Storia dell'articolo

Chiudi

Questo articolo è stato pubblicato il 20 giugno 2011 alle ore 18:08.

My24
Da Ground Zero al ParadisoDa Ground Zero al Paradiso

Antonio Paradiso divenne un guru dell'arte contemporanea quando mise in scena – era la Biennale di Venezia del 1978 - lo spettacolo del possente toro (vivo) denominato Pinco intento a montare una vacca meccanica al fine d'inseminarla artificialmente.

Fu uno choc che turbò la quiete di un pubblico ancora poco avvezzo al surrealismo traumatico e Paradiso finì col precorrere di circa un trentennio temi come la mortificazione del creato, il copyright sulla vita, la mutazione in quanto status permanente. A quell'epoca, egli stesso - quasi a giustificarsi - candido dichiarò: «Sono decenni che i tori non vedono più una femmina vera». Finì che il nostro s'impose quale ultimo cantore del ritualismo magico meridionale al tempo del postmoderno trash.

Oggi, questo poliedrico artista pugliese settantacinquenne continua a essere mosso da una vitalissima inquietudine tanto da spingersi fino a New York per recuperarsi i pezzi del massimo feticcio di sangue e morte del XXI Secolo - le torri gemelle del World Trade Center, abbattute l'11 settembre del 2001 – con l'intento di plasmare quei rottami a guisa di opera d'arte spirituale, nella speranza di «toccare l'infinito».
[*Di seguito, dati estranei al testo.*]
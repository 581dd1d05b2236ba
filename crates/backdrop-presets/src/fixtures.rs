//! Fixture records served by the bundled presets.
//!
//! The harness itself imposes no schema; these are the records of a
//! business-administration domain (users, catalog, warehousing, sales)
//! that the preset catalog serves. Builders are deterministic: the same
//! arguments always produce the same records, so assertions can name
//! exact values. All wire forms use camelCase keys.

use serde::{Deserialize, Serialize};

/// Application user
#[derive(Debug, Clone, Serialize, Deserialize, PartialEq, Eq)]
#[serde(rename_all = "camelCase")]
pub struct User {
    pub id: u64,
    pub username: String,
    pub email: String,
    pub full_name: String,
    /// Role name as granted, e.g. `admin` or `clerk`
    pub role: String,
    pub active: bool,
}

/// Named role grouping a set of permissions
#[derive(Debug, Clone, Serialize, Deserialize, PartialEq, Eq)]
#[serde(rename_all = "camelCase")]
pub struct Role {
    pub id: u64,
    pub name: String,
    pub description: String,
    pub permissions: Vec<String>,
}

/// Single grantable capability
#[derive(Debug, Clone, Serialize, Deserialize, PartialEq, Eq)]
#[serde(rename_all = "camelCase")]
pub struct Permission {
    pub id: u64,
    pub name: String,
    pub description: String,
}

/// Sellable product
#[derive(Debug, Clone, Serialize, Deserialize, PartialEq)]
#[serde(rename_all = "camelCase")]
pub struct Product {
    pub id: u64,
    pub name: String,
    pub sku: String,
    pub price: f64,
    pub category: String,
    pub stock: u32,
}

/// Storage site
#[derive(Debug, Clone, Serialize, Deserialize, PartialEq, Eq)]
#[serde(rename_all = "camelCase")]
pub struct Warehouse {
    pub id: u64,
    pub name: String,
    pub location: String,
    pub active: bool,
}

/// Stock level of one product at one warehouse
#[derive(Debug, Clone, Serialize, Deserialize, PartialEq, Eq)]
#[serde(rename_all = "camelCase")]
pub struct WarehouseStock {
    pub id: u64,
    pub warehouse_id: u64,
    pub product_id: u64,
    pub quantity: u32,
}

/// Direction of a stock movement
#[derive(Debug, Clone, Copy, Serialize, Deserialize, PartialEq, Eq)]
#[serde(rename_all = "lowercase")]
pub enum TransactionKind {
    Inbound,
    Outbound,
}

/// One recorded stock movement
#[derive(Debug, Clone, Serialize, Deserialize, PartialEq, Eq)]
#[serde(rename_all = "camelCase")]
pub struct Transaction {
    pub id: u64,
    pub kind: TransactionKind,
    pub product_id: u64,
    pub warehouse_id: u64,
    pub quantity: u32,
    /// ISO-8601 timestamp
    pub recorded_at: String,
}

/// Buying customer
#[derive(Debug, Clone, Serialize, Deserialize, PartialEq, Eq)]
#[serde(rename_all = "camelCase")]
pub struct Customer {
    pub id: u64,
    pub name: String,
    pub email: String,
    pub phone: String,
}

/// Lifecycle state of an order
#[derive(Debug, Clone, Copy, Serialize, Deserialize, PartialEq, Eq)]
#[serde(rename_all = "lowercase")]
pub enum OrderStatus {
    Pending,
    Paid,
    Shipped,
    Cancelled,
}

/// Customer order
#[derive(Debug, Clone, Serialize, Deserialize, PartialEq)]
#[serde(rename_all = "camelCase")]
pub struct Order {
    pub id: u64,
    pub order_number: String,
    pub customer_id: u64,
    pub status: OrderStatus,
    pub total: f64,
}

/// Goods supplier
#[derive(Debug, Clone, Serialize, Deserialize, PartialEq, Eq)]
#[serde(rename_all = "camelCase")]
pub struct Supplier {
    pub id: u64,
    pub name: String,
    pub contact_email: String,
    pub phone: String,
}

/// Authenticated session as the login endpoint returns it
#[derive(Debug, Clone, Serialize, Deserialize, PartialEq, Eq)]
#[serde(rename_all = "camelCase")]
pub struct AuthSession {
    pub access_token: String,
    pub token_type: String,
    /// Token lifetime in seconds
    pub expires_in: u64,
    pub user: User,
}

/// The everyday demo user most scenarios run as.
pub fn demo_user() -> User {
    User {
        id: 1,
        username: "mgarcia".to_string(),
        email: "mgarcia@example.test".to_string(),
        full_name: "Maria Garcia".to_string(),
        role: "admin".to_string(),
        active: true,
    }
}

/// Session wrapping `user`, with a fixed token the test can assert on.
pub fn admin_session(user: User) -> AuthSession {
    AuthSession {
        access_token: "mock-access-token-0001".to_string(),
        token_type: "Bearer".to_string(),
        expires_in: 3600,
        user,
    }
}

/// `n` products with sequential ids and cycling categories.
pub fn product_catalog(n: usize) -> Vec<Product> {
    let categories = ["Electronics", "Stationery", "Furniture"];
    (1..=n as u64)
        .map(|i| Product {
            id: i,
            name: format!("Product {i}"),
            sku: format!("SKU-{i:04}"),
            price: i as f64 * 2.5,
            category: categories[(i as usize - 1) % categories.len()].to_string(),
            stock: 100 + i as u32,
        })
        .collect()
}

/// `n` users; every third one is inactive.
pub fn user_directory(n: usize) -> Vec<User> {
    (1..=n as u64)
        .map(|i| User {
            id: i,
            username: format!("user{i}"),
            email: format!("user{i}@example.test"),
            full_name: format!("User {i}"),
            role: if i == 1 { "admin" } else { "clerk" }.to_string(),
            active: i % 3 != 0,
        })
        .collect()
}

/// The three roles the demo domain knows.
pub fn role_set() -> Vec<Role> {
    vec![
        Role {
            id: 1,
            name: "admin".to_string(),
            description: "Full access".to_string(),
            permissions: vec![
                "users.manage".to_string(),
                "catalog.manage".to_string(),
                "orders.manage".to_string(),
            ],
        },
        Role {
            id: 2,
            name: "manager".to_string(),
            description: "Catalog and order management".to_string(),
            permissions: vec!["catalog.manage".to_string(), "orders.manage".to_string()],
        },
        Role {
            id: 3,
            name: "clerk".to_string(),
            description: "Read-only access".to_string(),
            permissions: vec!["catalog.read".to_string(), "orders.read".to_string()],
        },
    ]
}

pub fn permission_set() -> Vec<Permission> {
    [
        "users.manage",
        "catalog.manage",
        "catalog.read",
        "orders.manage",
        "orders.read",
    ]
    .iter()
    .enumerate()
    .map(|(i, name)| Permission {
        id: i as u64 + 1,
        name: (*name).to_string(),
        description: format!("Grants {name}"),
    })
    .collect()
}

/// `n` warehouses with sequential ids.
pub fn warehouse_sites(n: usize) -> Vec<Warehouse> {
    (1..=n as u64)
        .map(|i| Warehouse {
            id: i,
            name: format!("Warehouse {i}"),
            location: format!("Dock {i}, Harbor District"),
            active: true,
        })
        .collect()
}

/// One stock row per product, round-robined across three warehouses.
pub fn stock_levels(n: usize) -> Vec<WarehouseStock> {
    (1..=n as u64)
        .map(|i| WarehouseStock {
            id: i,
            warehouse_id: (i - 1) % 3 + 1,
            product_id: i,
            quantity: 10 * i as u32,
        })
        .collect()
}

/// `n` stock movements alternating inbound and outbound.
pub fn transaction_log(n: usize) -> Vec<Transaction> {
    (1..=n as u64)
        .map(|i| Transaction {
            id: i,
            kind: if i % 2 == 0 {
                TransactionKind::Outbound
            } else {
                TransactionKind::Inbound
            },
            product_id: (i - 1) % 5 + 1,
            warehouse_id: (i - 1) % 3 + 1,
            quantity: 5 * i as u32,
            recorded_at: format!("2024-03-{:02}T10:00:00Z", (i - 1) % 28 + 1),
        })
        .collect()
}

pub fn customer_book(n: usize) -> Vec<Customer> {
    (1..=n as u64)
        .map(|i| Customer {
            id: i,
            name: format!("Customer {i}"),
            email: format!("customer{i}@example.test"),
            phone: format!("+1-555-{i:04}"),
        })
        .collect()
}

/// `n` orders cycling through the four lifecycle states.
pub fn order_book(n: usize) -> Vec<Order> {
    let statuses = [
        OrderStatus::Pending,
        OrderStatus::Paid,
        OrderStatus::Shipped,
        OrderStatus::Cancelled,
    ];
    (1..=n as u64)
        .map(|i| Order {
            id: i,
            order_number: format!("ORD-{i:05}"),
            customer_id: (i - 1) % 4 + 1,
            status: statuses[(i as usize - 1) % statuses.len()],
            total: i as f64 * 19.99,
        })
        .collect()
}

pub fn supplier_directory(n: usize) -> Vec<Supplier> {
    (1..=n as u64)
        .map(|i| Supplier {
            id: i,
            name: format!("Supplier {i}"),
            contact_email: format!("sales@supplier{i}.test"),
            phone: format!("+1-555-9{i:03}"),
        })
        .collect()
}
«Ho caricato 20 tonnellate di putrelle in un container da 12 metri – riferisce Paradiso – senza alcun tipo di diffidenza da parte delle autorità americane, poiché c'era il beneplacito del giudice federale. Avevo fatto domanda circa un anno e mezzo prima, quando ho saputo che donavano questo materiale a musei, artisti e istituzioni (una quarantina in tutto, a fronte di 9000 richieste giunte da ogni parte del mondo, ndr) ma non pensavo che sarei stato scelto e per giunta come unico rappresentante italiano…».

Così è nata questa sua «Ultima cena globalizzata», realizzata con le sbarre d'acciaio contorto che un tempo costituivano l'ossatura delle famigerate torri. Ri-plasmate fino a ottenere Cristo e gli Apostoli in una sorta di danza ascensionale macabra e celeste al tempo stesso. «Dopo la fine c'è sempre un nuovo inizio. Anche il seme del grano, quando la pianta muore, cade nella terra e con la complicità di questa rinasce, tendendo verso il cielo, alla ricerca di luce…» chiosa Paradiso, archetipo dell'artista-contadino ormai in via d'estinzione.
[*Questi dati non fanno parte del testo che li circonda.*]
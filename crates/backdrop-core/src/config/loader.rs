//! Stub file loading and discovery.

use crate::config::error::ConfigError;
use crate::config::parser::parse_stub_set;
use crate::config::stub::StubSet;
use std::path::Path;

/// Load one stub file, choosing the parser from its extension.
pub async fn load_stub_set(path: impl AsRef<Path>) -> Result<StubSet, ConfigError> {
    let path = path.as_ref();
    let content = tokio::fs::read_to_string(path)
        .await
        .map_err(|source| ConfigError::Io {
            path: path.display().to_string(),
            source,
        })?;
    parse_stub_set(&content, &path.to_string_lossy())
}

/// Discover and load every stub file matching `pattern` (glob syntax).
///
/// Files load in the order the glob yields them, which is sorted by
/// path; mounting the returned sets in order therefore gives earlier
/// files dispatch priority.
pub async fn load_stub_sets(pattern: &str) -> Result<Vec<StubSet>, ConfigError> {
    let paths = glob::glob(pattern).map_err(|source| ConfigError::Glob {
        pattern: pattern.to_string(),
        source,
    })?;

    let mut sets = Vec::new();
    for entry in paths {
        let path = entry.map_err(|err| ConfigError::Io {
            path: err.path().display().to_string(),
            source: err.into(),
        })?;
        sets.push(load_stub_set(&path).await?);
    }

    tracing::debug!("loaded {} stub set(s) for `{}`", sets.len(), pattern);
    Ok(sets)
}
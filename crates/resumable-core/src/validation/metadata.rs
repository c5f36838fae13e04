//! Upload metadata validation
//!
//! Provides validation for initiation input:
//! - Declared length: non-zero and within the ceiling for the target kind
//! - Key rules: pattern, max length
//! - Per-target schema (a new file needs a title, a replacement does not)

use anyhow::{Context, Result};
use regex::Regex;
use validator::Validate;

use crate::config::UploadConfig;
use crate::error::{UploadError, UploadResult};
use crate::models::{TargetKind, UploadMetadata};

/// Maximum length for metadata key names (64 characters)
pub const MAX_METADATA_KEY_LENGTH: usize = 64;

/// Maximum length for decoded metadata values (1024 bytes)
pub const MAX_METADATA_VALUE_LENGTH: usize = 1024;

/// Maximum number of metadata keys per upload
pub const MAX_METADATA_KEYS: usize = 32;

/// Schema for uploads that create a new resource
#[derive(Debug, Validate)]
struct NewFileMetadata {
    #[validate(length(
        min = 1,
        max = 255,
        message = "Title must be between 1 and 255 characters"
    ))]
    title: String,
    #[validate(length(
        min = 1,
        max = 255,
        message = "Filename must be between 1 and 255 characters"
    ))]
    filename: Option<String>,
    #[validate(length(max = 100, message = "Category must be at most 100 characters"))]
    category: Option<String>,
    #[validate(length(max = 50, message = "Semester must be at most 50 characters"))]
    semester: Option<String>,
}

/// Schema for uploads that replace an existing resource's content
#[derive(Debug, Validate)]
struct ReplacementMetadata {
    #[validate(length(
        min = 1,
        max = 255,
        message = "Title must be between 1 and 255 characters"
    ))]
    title: Option<String>,
    #[validate(length(
        min = 1,
        max = 255,
        message = "Filename must be between 1 and 255 characters"
    ))]
    filename: Option<String>,
}

/// Validate a metadata key name
///
/// Rules:
/// - Must match pattern: `^[a-zA-Z0-9_\\-\\.]+$`
/// - Maximum 64 characters
pub fn validate_metadata_key(key: &str) -> Result<()> {
    if key.is_empty() {
        return Err(anyhow::anyhow!("Metadata key cannot be empty"));
    }

    if key.len() > MAX_METADATA_KEY_LENGTH {
        return Err(anyhow::anyhow!(
            "Metadata key '{}' exceeds maximum length of {} characters",
            key,
            MAX_METADATA_KEY_LENGTH
        ));
    }

    let pattern = Regex::new(r"^[a-zA-Z0-9_\-\.]+$")
        .context("Failed to compile metadata key validation regex")?;

    if !pattern.is_match(key) {
        return Err(anyhow::anyhow!(
            "Metadata key '{}' contains invalid characters. Allowed: letters, digits, underscore (_), hyphen (-), dot (.)",
            key
        ));
    }

    Ok(())
}

pub fn validate_metadata_value(value: &str) -> Result<()> {
    if value.len() > MAX_METADATA_VALUE_LENGTH {
        return Err(anyhow::anyhow!(
            "Metadata value exceeds maximum length of {} bytes",
            MAX_METADATA_VALUE_LENGTH
        ));
    }
    Ok(())
}

/// Validate the declared length against the ceiling for the target kind.
pub fn validate_declared_length(
    config: &UploadConfig,
    target: &TargetKind,
    declared_length: u64,
) -> UploadResult<()> {
    if declared_length == 0 {
        return Err(UploadError::Validation(
            "Upload-Length must be greater than zero".to_string(),
        ));
    }

    let max = config.max_length_for(target);
    if declared_length > max {
        return Err(UploadError::Validation(format!(
            "Upload-Length {} exceeds the maximum of {} bytes for {} uploads",
            declared_length,
            max,
            target.as_str()
        )));
    }

    Ok(())
}

/// Validate metadata for the given target kind.
///
/// Metadata must be non-empty, every key and value must pass the generic
/// rules, and the well-known keys must satisfy the target's schema. Unknown
/// keys are allowed and passed through to the finalize callback.
pub fn validate_metadata(target: &TargetKind, metadata: &UploadMetadata) -> UploadResult<()> {
    if metadata.is_empty() {
        return Err(UploadError::Validation(
            "Upload-Metadata must not be empty".to_string(),
        ));
    }

    if metadata.len() > MAX_METADATA_KEYS {
        return Err(UploadError::Validation(format!(
            "Upload-Metadata contains {} keys, but maximum allowed is {}",
            metadata.len(),
            MAX_METADATA_KEYS
        )));
    }

    for (key, value) in metadata.iter() {
        validate_metadata_key(key)
            .and_then(|_| {
                validate_metadata_value(value)
                    .with_context(|| format!("Invalid metadata value for key '{}'", key))
            })
            .map_err(|e| UploadError::Validation(format!("{:#}", e)))?;
    }

    let field = |key: &str| metadata.get(key).map(str::to_string);

    match target {
        TargetKind::NewFile => {
            let title = field("title").ok_or_else(|| {
                UploadError::Validation("Metadata field 'title' is required".to_string())
            })?;
            NewFileMetadata {
                title,
                filename: field("filename"),
                category: field("category"),
                semester: field("semester"),
            }
            .validate()?;
        }
        TargetKind::Replace { .. } => {
            ReplacementMetadata {
                title: field("title"),
                filename: field("filename"),
            }
            .validate()?;
        }
    }

    Ok(())
}
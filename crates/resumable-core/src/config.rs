//! Configuration module
//!
//! Upload engine settings loaded from the environment (with `.env` support).

use std::env;
use std::path::PathBuf;
use std::time::Duration;

use chrono::{DateTime, Utc};

use crate::models::TargetKind;

const MAX_CONCURRENT_PER_OWNER: usize = 3;
const IDLE_TIMEOUT_SECS: u64 = 24 * 60 * 60;
const SWEEP_INTERVAL_SECS: u64 = 300;
const MAX_NEW_FILE_MB: u64 = 500;
const MAX_REPLACEMENT_MB: u64 = 500;
const TOMBSTONE_RETENTION_SECS: u64 = 24 * 60 * 60;
const STORAGE_PATH: &str = "./data/uploads";

const BYTES_PER_MB: u64 = 1024 * 1024;

#[derive(Clone, Debug)]
pub struct UploadConfig {
    /// Active (Pending or Uploading) uploads allowed per owner. 0 = unlimited.
    pub max_concurrent_per_owner: usize,
    /// Inactivity window after which an upload is expired.
    pub idle_timeout: Duration,
    /// Interval between reaper sweeps.
    pub sweep_interval: Duration,
    pub max_new_file_bytes: u64,
    pub max_replacement_bytes: u64,
    /// How long terminal records stay queryable before the reaper deletes them.
    pub tombstone_retention: Duration,
    /// Root directory; partial files live in `partial/`, finalized files in `complete/`.
    pub storage_path: PathBuf,
}

impl Default for UploadConfig {
    fn default() -> Self {
        Self {
            max_concurrent_per_owner: MAX_CONCURRENT_PER_OWNER,
            idle_timeout: Duration::from_secs(IDLE_TIMEOUT_SECS),
            sweep_interval: Duration::from_secs(SWEEP_INTERVAL_SECS),
            max_new_file_bytes: MAX_NEW_FILE_MB * BYTES_PER_MB,
            max_replacement_bytes: MAX_REPLACEMENT_MB * BYTES_PER_MB,
            tombstone_retention: Duration::from_secs(TOMBSTONE_RETENTION_SECS),
            storage_path: PathBuf::from(STORAGE_PATH),
        }
    }
}

impl UploadConfig {
    pub fn from_env() -> Result<Self, anyhow::Error> {
        dotenvy::dotenv().ok();

        let max_concurrent_per_owner = env::var("UPLOAD_MAX_CONCURRENT_PER_OWNER")
            .unwrap_or_else(|_| MAX_CONCURRENT_PER_OWNER.to_string())
            .parse::<usize>()
            .map_err(|_| {
                anyhow::anyhow!("UPLOAD_MAX_CONCURRENT_PER_OWNER must be a valid number")
            })?;

        let idle_timeout_secs = env::var("UPLOAD_IDLE_TIMEOUT_SECS")
            .unwrap_or_else(|_| IDLE_TIMEOUT_SECS.to_string())
            .parse::<u64>()
            .map_err(|_| anyhow::anyhow!("UPLOAD_IDLE_TIMEOUT_SECS must be a valid number"))?;

        let sweep_interval_secs = env::var("UPLOAD_SWEEP_INTERVAL_SECS")
            .unwrap_or_else(|_| SWEEP_INTERVAL_SECS.to_string())
            .parse::<u64>()
            .unwrap_or(SWEEP_INTERVAL_SECS);

        let max_new_file_mb = env::var("UPLOAD_MAX_NEW_FILE_MB")
            .unwrap_or_else(|_| MAX_NEW_FILE_MB.to_string())
            .parse::<u64>()
            .unwrap_or(MAX_NEW_FILE_MB);

        let max_replacement_mb = env::var("UPLOAD_MAX_REPLACEMENT_MB")
            .unwrap_or_else(|_| MAX_REPLACEMENT_MB.to_string())
            .parse::<u64>()
            .unwrap_or(MAX_REPLACEMENT_MB);

        let tombstone_retention_secs = env::var("UPLOAD_TOMBSTONE_RETENTION_SECS")
            .unwrap_or_else(|_| TOMBSTONE_RETENTION_SECS.to_string())
            .parse::<u64>()
            .unwrap_or(TOMBSTONE_RETENTION_SECS);

        let storage_path = env::var("UPLOAD_STORAGE_PATH")
            .map(PathBuf::from)
            .unwrap_or_else(|_| PathBuf::from(STORAGE_PATH));

        let config = Self {
            max_concurrent_per_owner,
            idle_timeout: Duration::from_secs(idle_timeout_secs),
            sweep_interval: Duration::from_secs(sweep_interval_secs),
            max_new_file_bytes: max_new_file_mb.saturating_mul(BYTES_PER_MB),
            max_replacement_bytes: max_replacement_mb.saturating_mul(BYTES_PER_MB),
            tombstone_retention: Duration::from_secs(tombstone_retention_secs),
            storage_path,
        };

        config.validate()?;
        Ok(config)
    }

    pub fn validate(&self) -> Result<(), anyhow::Error> {
        if self.idle_timeout.is_zero() {
            return Err(anyhow::anyhow!(
                "UPLOAD_IDLE_TIMEOUT_SECS must be greater than zero"
            ));
        }

        if self.sweep_interval.is_zero() {
            return Err(anyhow::anyhow!(
                "UPLOAD_SWEEP_INTERVAL_SECS must be greater than zero"
            ));
        }

        if self.max_new_file_bytes == 0 || self.max_replacement_bytes == 0 {
            return Err(anyhow::anyhow!(
                "UPLOAD_MAX_NEW_FILE_MB and UPLOAD_MAX_REPLACEMENT_MB must be greater than zero"
            ));
        }

        // Deadlines and purge cutoffs are computed from the current time
        let now = Utc::now();
        let idle_in_range = chrono::Duration::from_std(self.idle_timeout)
            .ok()
            .and_then(|idle| now.checked_add_signed(idle))
            .is_some();
        if !idle_in_range {
            return Err(anyhow::anyhow!("UPLOAD_IDLE_TIMEOUT_SECS is out of range"));
        }

        let retention_in_range = chrono::Duration::from_std(self.tombstone_retention)
            .ok()
            .and_then(|retention| now.checked_sub_signed(retention))
            .is_some();
        if !retention_in_range {
            return Err(anyhow::anyhow!(
                "UPLOAD_TOMBSTONE_RETENTION_SECS is out of range"
            ));
        }

        if self.storage_path.as_os_str().is_empty() {
            return Err(anyhow::anyhow!("UPLOAD_STORAGE_PATH must not be empty"));
        }

        Ok(())
    }

    /// Largest declared length accepted for the given target kind.
    pub fn max_length_for(&self, target: &TargetKind) -> u64 {
        match target {
            TargetKind::NewFile => self.max_new_file_bytes,
            TargetKind::Replace { .. } => self.max_replacement_bytes,
        }
    }

    pub fn partial_dir(&self) -> PathBuf {
        self.storage_path.join("partial")
    }

    pub fn complete_dir(&self) -> PathBuf {
        self.storage_path.join("complete")
    }

    /// Idle timeout as a `chrono::Duration` for timestamp arithmetic.
    pub fn idle_timeout_chrono(&self) -> chrono::Duration {
        chrono::Duration::from_std(self.idle_timeout).unwrap_or(chrono::Duration::MAX)
    }

    pub fn tombstone_retention_chrono(&self) -> chrono::Duration {
        chrono::Duration::from_std(self.tombstone_retention).unwrap_or(chrono::Duration::MAX)
    }

    /// Idle deadline for an upload last written at `now`. Saturates at the
    /// latest representable instant.
    pub fn idle_deadline(&self, now: DateTime<Utc>) -> DateTime<Utc> {
        now.checked_add_signed(self.idle_timeout_chrono())
            .unwrap_or(DateTime::<Utc>::MAX_UTC)
    }

    /// Terminal records last updated before this instant may be purged.
    /// Saturates at the earliest representable instant.
    pub fn tombstone_cutoff(&self, now: DateTime<Utc>) -> DateTime<Utc> {
        now.checked_sub_signed(self.tombstone_retention_chrono())
            .unwrap_or(DateTime::<Utc>::MIN_UTC)
    }
}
Ad aggirarsi tra le lamiere si viene subito inondati da uno strano odore di carne bruciata. Il quale, però, lascia subito posto all'inebriante profumo del timo serpillum, tipico della Murgia materana (qui, ai bordi della Città dei Sassi, Paradiso ha acquistato una suggestiva cava abbandonata per farne il caveau che custodisce i suoi tesori plastici). Intanto, la vita - grazie all'arte - si è già riappropriata di quella ferraglia raccapricciante: piccole lumache ci soggiornano sopra, avendo fatto della polvere di ruggine newyorkese il proprio habitat naturale.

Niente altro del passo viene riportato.